FILE - IL House Speaker Michael Madigan 8-16-17
Illinois House Speaker Michael Madigan talks at a press conference on August 16, 2017.
File image courtesy of BlueRoomStream
Illinois state representatives pushed House Speaker Michael Madigan’s progressive tax resolution forward to the House floor on Wednesday after more than two hours of sometimes heated discussion that failed to detail key factors such as what income levels would be targeted for increases and what the escalating tax rates would be. 
Madigan’ resolution is only advisory. Supporters missed the deadline to get a question on the ballot in November. The resolution says that a progressive income tax will “stimulate small business growth” and give a tax cut to most state residents. It also calls out Minority Leader Jim Durkin’s resolution opposing a progressive tax, which all but one Republican has signed off on.
Durkin, R-Western Springs, went after Majority Leader Barbara Flynn Currie, D-Chicago, and others for not revealing the rates at which they would tax income earners.
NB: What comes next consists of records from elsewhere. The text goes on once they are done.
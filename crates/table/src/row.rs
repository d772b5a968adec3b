//! Row structure for Tabula tables.
//!
//! A row holds one value per column of its table, in column order, plus the
//! change-tracking state: a lazily filled snapshot of the values each column
//! held before its first change since the last checkpoint.

use crate::column::Column;
use crate::columns::ColumnCollection;
use core::fmt;
use core::ops::{Deref, DerefMut};
use hashbrown::HashMap;
use tabula_core::{coerce, Error, Record, Result, Value};

/// Pending-change status of a row.
#[derive(Clone, Copy, Debug, PartialEq, Eq, Hash)]
pub enum RowState {
    /// Created since the last checkpoint.
    Added,
    /// Written to since the last checkpoint.
    Modified,
    /// Marked for removal at the next checkpoint.
    Deleted,
    /// No pending change.
    Unchanged,
}

/// Addresses a cell by column name or by zero-based column position.
#[derive(Clone, Copy, Debug, PartialEq, Eq)]
pub enum ColumnKey<'a> {
    Name(&'a str),
    Index(usize),
}

impl<'a> From<&'a str> for ColumnKey<'a> {
    fn from(name: &'a str) -> Self {
        ColumnKey::Name(name)
    }
}

impl<'a> From<&'a String> for ColumnKey<'a> {
    fn from(name: &'a String) -> Self {
        ColumnKey::Name(name.as_str())
    }
}

impl From<usize> for ColumnKey<'_> {
    fn from(index: usize) -> Self {
        ColumnKey::Index(index)
    }
}

impl fmt::Display for ColumnKey<'_> {
    fn fmt(&self, f: &mut fmt::Formatter<'_>) -> fmt::Result {
        match self {
            ColumnKey::Name(name) => f.write_str(name),
            ColumnKey::Index(index) => write!(f, "#{}", index),
        }
    }
}

/// A row in a table.
#[derive(Clone, Debug, PartialEq)]
pub struct Row {
    /// Current values, aligned with the owning table's column order.
    values: Vec<(String, Value)>,
    /// Values held before the first change since the last checkpoint.
    original_values: HashMap<String, Value>,
    state: RowState,
}

impl Row {
    /// Creates a row holding every column's default value, in state Added.
    pub(crate) fn new(columns: &ColumnCollection) -> Self {
        Self {
            values: columns
                .iter()
                .map(|c| (c.name().to_string(), c.get_default_value().clone()))
                .collect(),
            original_values: HashMap::new(),
            state: RowState::Added,
        }
    }

    /// Gets a value by column name or position.
    pub fn get<'k>(&self, key: impl Into<ColumnKey<'k>>) -> Result<&Value> {
        let key = key.into();
        let found = match key {
            ColumnKey::Name(name) => self.values.iter().find(|(n, _)| n == name),
            ColumnKey::Index(index) => self.values.get(index),
        };
        found
            .map(|(_, v)| v)
            .ok_or_else(|| Error::column_not_found(key.to_string()))
    }

    /// Returns the value a column held before its first change since the
    /// last checkpoint, or its current value if it was not changed.
    pub fn original(&self, name: &str) -> Result<&Value> {
        match self.original_values.get(name) {
            Some(value) => Ok(value),
            None => self.get(name),
        }
    }

    /// Returns the pre-change snapshot.
    #[inline]
    pub fn original_values(&self) -> &HashMap<String, Value> {
        &self.original_values
    }

    /// Returns whether a column was written since the last checkpoint.
    pub fn is_changed(&self, name: &str) -> bool {
        self.original_values.contains_key(name)
    }

    /// Returns the row state.
    #[inline]
    pub fn state(&self) -> RowState {
        self.state
    }

    /// Iterates over `(column, value)` pairs in column order.
    pub fn values(&self) -> impl Iterator<Item = (&str, &Value)> {
        self.values.iter().map(|(n, v)| (n.as_str(), v))
    }

    /// Returns the number of values in this row.
    #[inline]
    pub fn len(&self) -> usize {
        self.values.len()
    }

    /// Returns true if this row has no values.
    #[inline]
    pub fn is_empty(&self) -> bool {
        self.values.is_empty()
    }

    /// Copies the current values into a plain record.
    pub fn to_record(&self) -> Record {
        self.values.iter().map(|(n, v)| (n.clone(), v.clone())).collect()
    }

    /// Makes the current values the clean checkpoint.
    pub fn accept_changes(&mut self) {
        self.original_values.clear();
        self.state = RowState::Unchanged;
    }

    /// Restores every snapshotted value and returns to the clean state.
    pub fn reject_changes(&mut self) {
        for (name, original) in self.original_values.drain() {
            if let Some((_, slot)) = self.values.iter_mut().find(|(n, _)| *n == name) {
                *slot = original;
            }
        }
        self.state = RowState::Unchanged;
    }

    /// Marks the row Deleted.
    pub fn delete(&mut self) {
        self.state = RowState::Deleted;
    }

    /// Validates, coerces and stores a value, tracking the change.
    ///
    /// Every successful write leaves the row Modified, Added rows included.
    pub(crate) fn write(&mut self, column: &Column, value: Value) -> Result<()> {
        let index = self.position(column.name())?;
        let value = validate(column, value)?;
        let (name, slot) = &mut self.values[index];
        if !self.original_values.contains_key(name.as_str()) {
            self.original_values.insert(name.clone(), slot.clone());
        }
        *slot = value;
        self.state = RowState::Modified;
        Ok(())
    }

    /// Validates, coerces and stores a value without tracking it. Used while
    /// a row is being constructed.
    pub(crate) fn assign(&mut self, column: &Column, value: Value) -> Result<()> {
        let index = self.position(column.name())?;
        self.values[index].1 = validate(column, value)?;
        Ok(())
    }

    pub(crate) fn push_column(&mut self, name: &str, default: Value) {
        self.values.push((name.to_string(), default));
    }

    pub(crate) fn remove_column(&mut self, name: &str) {
        self.values.retain(|(n, _)| n != name);
        self.original_values.remove(name);
    }

    /// Re-lays this row's values out in `columns` order: known values are
    /// kept, missing columns get defaults, unknown columns are dropped.
    pub(crate) fn conform(mut self, columns: &ColumnCollection) -> Row {
        let mut values = Vec::with_capacity(columns.count());
        for column in columns.iter() {
            let value = match self.values.iter_mut().find(|(n, _)| n == column.name()) {
                Some((_, v)) => core::mem::replace(v, Value::Null),
                None => column.get_default_value().clone(),
            };
            values.push((column.name().to_string(), value));
        }
        self.original_values.retain(|name, _| columns.contains(name));
        self.values = values;
        self
    }

    fn position(&self, name: &str) -> Result<usize> {
        self.values
            .iter()
            .position(|(n, _)| n == name)
            .ok_or_else(|| Error::column_not_found(name))
    }
}

/// Applies nullability and type rules of `column` to a written value.
fn validate(column: &Column, value: Value) -> Result<Value> {
    if value.is_null() {
        if !column.allows_null() {
            return Err(Error::null_not_allowed(column.name()));
        }
        return Ok(Value::Null);
    }
    match column.data_type() {
        None => Ok(value),
        Some(data_type) => coerce(value.clone(), data_type)
            .ok_or_else(|| Error::type_coercion(column.name(), data_type, &value)),
    }
}

/// A row borrowed together with its table's columns, so writes can be
/// validated against the column definitions.
pub struct RowMut<'a> {
    columns: &'a ColumnCollection,
    row: &'a mut Row,
}

impl<'a> RowMut<'a> {
    pub(crate) fn new(columns: &'a ColumnCollection, row: &'a mut Row) -> Self {
        Self { columns, row }
    }

    /// Writes a value to a column, coercing it to the column's type.
    pub fn set(&mut self, name: &str, value: impl Into<Value>) -> Result<()> {
        let column = self.columns.get(name)?;
        self.row.write(column, value.into())
    }
}

impl Deref for RowMut<'_> {
    type Target = Row;

    fn deref(&self) -> &Row {
        self.row
    }
}

impl DerefMut for RowMut<'_> {
    fn deref_mut(&mut self) -> &mut Row {
        self.row
    }
}
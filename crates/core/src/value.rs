//! Value type definitions for Tabula tables.
//!
//! This module defines the `Value` enum which represents anything that can be
//! stored in a row cell.

use crate::types::DataType;
use chrono::{DateTime, NaiveDateTime, Utc};
use core::cmp::Ordering;
use core::fmt;
use serde::de::{self, Deserializer, Visitor};
use serde::{Deserialize, Serialize, Serializer};

/// A value that can be stored in a row cell.
///
/// Equality is strict: values of different variants are never equal, and
/// `Number(NaN)` is not equal to itself.
///
/// Serializes as a plain scalar: null, number, string or boolean, with dates
/// as ISO-8601 strings. Deserialized strings stay strings; a date column
/// coerces them back on write.
#[derive(Clone, Debug, PartialEq)]
pub enum Value {
    /// Null value (the only null/empty marker)
    Null,
    /// 64-bit floating point number
    Number(f64),
    /// UTF-8 string
    String(String),
    /// Boolean value
    Boolean(bool),
    /// Date and time, interpreted as UTC for timestamps
    Date(NaiveDateTime),
}

impl Value {
    /// Returns the data type of this value, or None if it's Null.
    pub fn data_type(&self) -> Option<DataType> {
        match self {
            Value::Null => None,
            Value::Number(_) => Some(DataType::Number),
            Value::String(_) => Some(DataType::String),
            Value::Boolean(_) => Some(DataType::Boolean),
            Value::Date(_) => Some(DataType::Date),
        }
    }

    /// Returns true if this value is Null.
    #[inline]
    pub fn is_null(&self) -> bool {
        matches!(self, Value::Null)
    }

    /// Returns the number if this is a Number, None otherwise.
    pub fn as_number(&self) -> Option<f64> {
        match self {
            Value::Number(v) => Some(*v),
            _ => None,
        }
    }

    /// Returns a reference to the string if this is a String, None otherwise.
    pub fn as_str(&self) -> Option<&str> {
        match self {
            Value::String(v) => Some(v.as_str()),
            _ => None,
        }
    }

    /// Returns the boolean if this is a Boolean, None otherwise.
    pub fn as_bool(&self) -> Option<bool> {
        match self {
            Value::Boolean(v) => Some(*v),
            _ => None,
        }
    }

    /// Returns the date if this is a Date, None otherwise.
    pub fn as_date(&self) -> Option<NaiveDateTime> {
        match self {
            Value::Date(v) => Some(*v),
            _ => None,
        }
    }

    /// Milliseconds since the Unix epoch, if this is a Date.
    pub fn timestamp_millis(&self) -> Option<i64> {
        self.as_date().map(|d| d.and_utc().timestamp_millis())
    }

    /// Truthiness used by boolean coercion.
    pub fn is_truthy(&self) -> bool {
        match self {
            Value::Null => false,
            Value::Number(n) => *n != 0.0 && !n.is_nan(),
            Value::String(s) => !s.is_empty(),
            Value::Boolean(b) => *b,
            Value::Date(_) => true,
        }
    }

    /// Relational comparison between two values.
    ///
    /// Numbers compare numerically, dates by timestamp (numbers and dates
    /// compare with each other through the timestamp), strings
    /// lexicographically and booleans with `false < true`. Any other pairing,
    /// Null included, is not comparable.
    pub fn compare(&self, other: &Value) -> Option<Ordering> {
        match (self, other) {
            (Value::Number(a), Value::Number(b)) => a.partial_cmp(b),
            (Value::String(a), Value::String(b)) => Some(a.cmp(b)),
            (Value::Boolean(a), Value::Boolean(b)) => Some(a.cmp(b)),
            (Value::Date(a), Value::Date(b)) => Some(a.cmp(b)),
            (Value::Number(a), Value::Date(_)) => {
                a.partial_cmp(&(other.timestamp_millis()? as f64))
            }
            (Value::Date(_), Value::Number(b)) => {
                (self.timestamp_millis()? as f64).partial_cmp(b)
            }
            _ => None,
        }
    }

    /// Total ordering used when sorting heterogeneous values.
    ///
    /// Falls back to a fixed order between variants when `compare` has no
    /// answer; NaN sorts after every other number.
    pub fn sort_cmp(&self, other: &Value) -> Ordering {
        if let (Value::Number(a), Value::Number(b)) = (self, other) {
            return match (a.is_nan(), b.is_nan()) {
                (true, true) => Ordering::Equal,
                (true, false) => Ordering::Greater,
                (false, true) => Ordering::Less,
                (false, false) => a.partial_cmp(b).unwrap_or(Ordering::Equal),
            };
        }
        self.compare(other)
            .unwrap_or_else(|| self.type_order().cmp(&other.type_order()))
    }

    /// Returns a type ordering value for comparing different variants.
    fn type_order(&self) -> u8 {
        match self {
            Value::Null => 0,
            Value::Boolean(_) => 1,
            Value::Number(_) => 2,
            Value::Date(_) => 3,
            Value::String(_) => 4,
        }
    }

    /// Builds a date value from milliseconds since the Unix epoch.
    pub fn date_from_millis(millis: i64) -> Option<Value> {
        DateTime::<Utc>::from_timestamp_millis(millis).map(|d| Value::Date(d.naive_utc()))
    }
}

impl fmt::Display for Value {
    fn fmt(&self, f: &mut fmt::Formatter<'_>) -> fmt::Result {
        match self {
            Value::Null => f.write_str("null"),
            Value::Number(n) if n.is_nan() => f.write_str("NaN"),
            Value::Number(n) if n.is_infinite() => {
                f.write_str(if *n > 0.0 { "Infinity" } else { "-Infinity" })
            }
            // -0 prints as 0
            Value::Number(n) if *n == 0.0 => f.write_str("0"),
            Value::Number(n) => write!(f, "{}", n),
            Value::String(s) => f.write_str(s),
            Value::Boolean(b) => write!(f, "{}", b),
            Value::Date(d) => write!(f, "{}", d.format("%Y-%m-%dT%H:%M:%S%.3fZ")),
        }
    }
}

impl From<bool> for Value {
    fn from(v: bool) -> Self {
        Value::Boolean(v)
    }
}

impl From<f64> for Value {
    fn from(v: f64) -> Self {
        Value::Number(v)
    }
}

impl From<i32> for Value {
    fn from(v: i32) -> Self {
        Value::Number(v as f64)
    }
}

impl From<i64> for Value {
    fn from(v: i64) -> Self {
        Value::Number(v as f64)
    }
}

impl From<u32> for Value {
    fn from(v: u32) -> Self {
        Value::Number(v as f64)
    }
}

impl From<String> for Value {
    fn from(v: String) -> Self {
        Value::String(v)
    }
}

impl From<&str> for Value {
    fn from(v: &str) -> Self {
        Value::String(v.to_string())
    }
}

impl From<NaiveDateTime> for Value {
    fn from(v: NaiveDateTime) -> Self {
        Value::Date(v)
    }
}

impl<T> From<Option<T>> for Value
where
    T: Into<Value>,
{
    fn from(v: Option<T>) -> Self {
        match v {
            Some(val) => val.into(),
            None => Value::Null,
        }
    }
}

/// Largest integer an f64 holds exactly.
const MAX_SAFE_INTEGER: f64 = 9_007_199_254_740_991.0;

impl Serialize for Value {
    fn serialize<S: Serializer>(&self, serializer: S) -> Result<S::Ok, S::Error> {
        match self {
            Value::Null => serializer.serialize_unit(),
            Value::Number(n) if n.fract() == 0.0 && n.abs() <= MAX_SAFE_INTEGER => {
                serializer.serialize_i64(*n as i64)
            }
            Value::Number(n) => serializer.serialize_f64(*n),
            Value::String(s) => serializer.serialize_str(s),
            Value::Boolean(b) => serializer.serialize_bool(*b),
            Value::Date(_) => serializer.collect_str(self),
        }
    }
}

impl<'de> Deserialize<'de> for Value {
    fn deserialize<D: Deserializer<'de>>(deserializer: D) -> Result<Self, D::Error> {
        struct ValueVisitor;

        impl<'de> Visitor<'de> for ValueVisitor {
            type Value = Value;

            fn expecting(&self, f: &mut fmt::Formatter<'_>) -> fmt::Result {
                f.write_str("null, a number, a string or a boolean")
            }

            fn visit_unit<E: de::Error>(self) -> Result<Value, E> {
                Ok(Value::Null)
            }

            fn visit_none<E: de::Error>(self) -> Result<Value, E> {
                Ok(Value::Null)
            }

            fn visit_some<D: Deserializer<'de>>(self, deserializer: D) -> Result<Value, D::Error> {
                Value::deserialize(deserializer)
            }

            fn visit_bool<E: de::Error>(self, v: bool) -> Result<Value, E> {
                Ok(Value::Boolean(v))
            }

            fn visit_i64<E: de::Error>(self, v: i64) -> Result<Value, E> {
                Ok(Value::Number(v as f64))
            }

            fn visit_u64<E: de::Error>(self, v: u64) -> Result<Value, E> {
                Ok(Value::Number(v as f64))
            }

            fn visit_f64<E: de::Error>(self, v: f64) -> Result<Value, E> {
                Ok(Value::Number(v))
            }

            fn visit_str<E: de::Error>(self, v: &str) -> Result<Value, E> {
                Ok(Value::String(v.to_string()))
            }

            fn visit_string<E: de::Error>(self, v: String) -> Result<Value, E> {
                Ok(Value::String(v))
            }
        }

        deserializer.deserialize_any(ValueVisitor)
    }
}

#[cfg(test)]
mod tests {
    use super::*;
    use chrono::NaiveDate;

    fn date(y: i32, m: u32, d: u32) -> NaiveDateTime {
        NaiveDate::from_ymd_opt(y, m, d)
            .unwrap()
            .and_hms_opt(0, 0, 0)
            .unwrap()
    }

    #[test]
    fn test_value_type_check() {
        assert_eq!(Value::Number(1.0).data_type(), Some(DataType::Number));
        assert_eq!(Value::Null.data_type(), None);
        assert!(Value::Null.is_null());
    }

    #[test]
    fn test_strict_equality() {
        assert_eq!(Value::from(7), Value::Number(7.0));
        assert_ne!(Value::from(7), Value::from("7"));
        assert_ne!(Value::Number(f64::NAN), Value::Number(f64::NAN));
        assert_eq!(Value::Null, Value::Null);
    }

    #[test]
    fn test_compare() {
        assert_eq!(Value::from(1).compare(&Value::from(2)), Some(Ordering::Less));
        assert_eq!(Value::from("b").compare(&Value::from("a")), Some(Ordering::Greater));
        assert_eq!(Value::from(false).compare(&Value::from(true)), Some(Ordering::Less));
        assert_eq!(Value::Null.compare(&Value::from(1)), None);
        assert_eq!(Value::from("1").compare(&Value::from(1)), None);

        let d = Value::Date(date(1970, 1, 2));
        assert_eq!(d.compare(&Value::from(86_400_000)), Some(Ordering::Equal));
        assert_eq!(Value::from(0).compare(&d), Some(Ordering::Less));
    }

    #[test]
    fn test_sort_cmp_is_total() {
        assert_eq!(Value::Number(f64::NAN).sort_cmp(&Value::from(1)), Ordering::Greater);
        assert_eq!(Value::Null.sort_cmp(&Value::from(1)), Ordering::Less);
        assert_eq!(Value::from(1).sort_cmp(&Value::from("a")), Ordering::Less);
    }

    #[test]
    fn test_display() {
        assert_eq!(Value::from(42).to_string(), "42");
        assert_eq!(Value::from(2.5).to_string(), "2.5");
        assert_eq!(Value::Number(-0.0).to_string(), "0");
        assert_eq!(Value::Number(f64::INFINITY).to_string(), "Infinity");
        assert_eq!(Value::from(true).to_string(), "true");
        assert_eq!(Value::Null.to_string(), "null");
        assert_eq!(Value::Date(date(2024, 3, 1)).to_string(), "2024-03-01T00:00:00.000Z");
    }

    #[test]
    fn test_truthiness() {
        assert!(Value::from(1).is_truthy());
        assert!(!Value::from(0).is_truthy());
        assert!(!Value::Number(f64::NAN).is_truthy());
        assert!(Value::from("false").is_truthy());
        assert!(!Value::from("").is_truthy());
        assert!(!Value::Null.is_truthy());
    }

    #[test]
    fn test_date_from_millis() {
        let v = Value::date_from_millis(86_400_000).unwrap();
        assert_eq!(v, Value::Date(date(1970, 1, 2)));
        assert_eq!(v.timestamp_millis(), Some(86_400_000));
    }

    #[test]
    fn test_value_from_option() {
        let v: Value = Some(100i64).into();
        assert_eq!(v.as_number(), Some(100.0));

        let v: Value = None::<i32>.into();
        assert!(v.is_null());
    }

    #[test]
    fn test_serde_plain_scalars() {
        assert_eq!(serde_json::to_string(&Value::from(7)).unwrap(), "7");
        assert_eq!(serde_json::to_string(&Value::from(2.5)).unwrap(), "2.5");
        assert_eq!(serde_json::to_string(&Value::Null).unwrap(), "null");
        assert_eq!(serde_json::to_string(&Value::from("a")).unwrap(), "\"a\"");
        assert_eq!(serde_json::to_string(&Value::from(true)).unwrap(), "true");
        assert_eq!(
            serde_json::to_string(&Value::Date(date(2024, 3, 1))).unwrap(),
            "\"2024-03-01T00:00:00.000Z\""
        );

        let back: Value = serde_json::from_str("7").unwrap();
        assert_eq!(back, Value::Number(7.0));
        let back: Value = serde_json::from_str("null").unwrap();
        assert_eq!(back, Value::Null);
        let back: Value = serde_json::from_str("-1.25").unwrap();
        assert_eq!(back, Value::Number(-1.25));
        assert!(serde_json::from_str::<Value>("[1]").is_err());
    }
}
“Why isn’t anybody talking about what their rates are? What is [Democratic gubernatorial candidate] J.B. Pritzker and the Democratic majority hiding?” he asked, being told to drop the question of rates by the committee chair.
Not one rate or tax bracket was mentioned Wednesday. The only claim of what a progressive tax would mean for Illinois was that it would bring in more money for the state while giving the majority of workers a tax cut, with no specifics to back that up.
Currie maintained that defenders of a flat tax don’t have the best interests of the middle class in mind.
“People who oppose the idea are generally more responsive to the particularly well-off taxpayers, the rich, than they are to the middle-class,” she said, without providing details of what income levels would be paying which rates under Democrats' progressive tax push.
Illinois’ flat income tax is enshrined in the state constitution and would have to be put before the voters to change to a progressive tax.The conversation eventually moved to the heart of the matter in Democrats' terms: how could Illinois best raise new tax money to help pay for its escalating bills, which are running short even after a $5 billion income tax increase last July. Many Republicans say expenses need to be reduced instead.

“The amount of money that needs to be raised through a progressive income tax alone isn’t $2 billion, it’s $8 billion,” state Rep. Steven Reick, R-Woodstock, said. “That would destroy the Illinois economy.”
State Rep. Robert Martwick, D-Chicago, said the nonpartisan Commission on Government Forecasting and Accountability told him the state would have to raise the current flat tax of 4.95 percent to 6.45 percent to keep up with state spending over the next several years, meaning all Illinois wage earners would see a tax hike.
“That’s not politics, that’s math,” he said.
According to at least one national analysis, Illinois residents already pay the highest combined local and state taxes in the U.S.
Opponents say that a progressive income tax would further hinder economic growth in Illinois, which has been lagging behind most other states for years.
“Individuals respond to prices, they respond to economic policy,” said Orphe Divounguy, chief economist at the Illinois Policy Institute. “Raising the tax rate would cause economic activity to decrease.”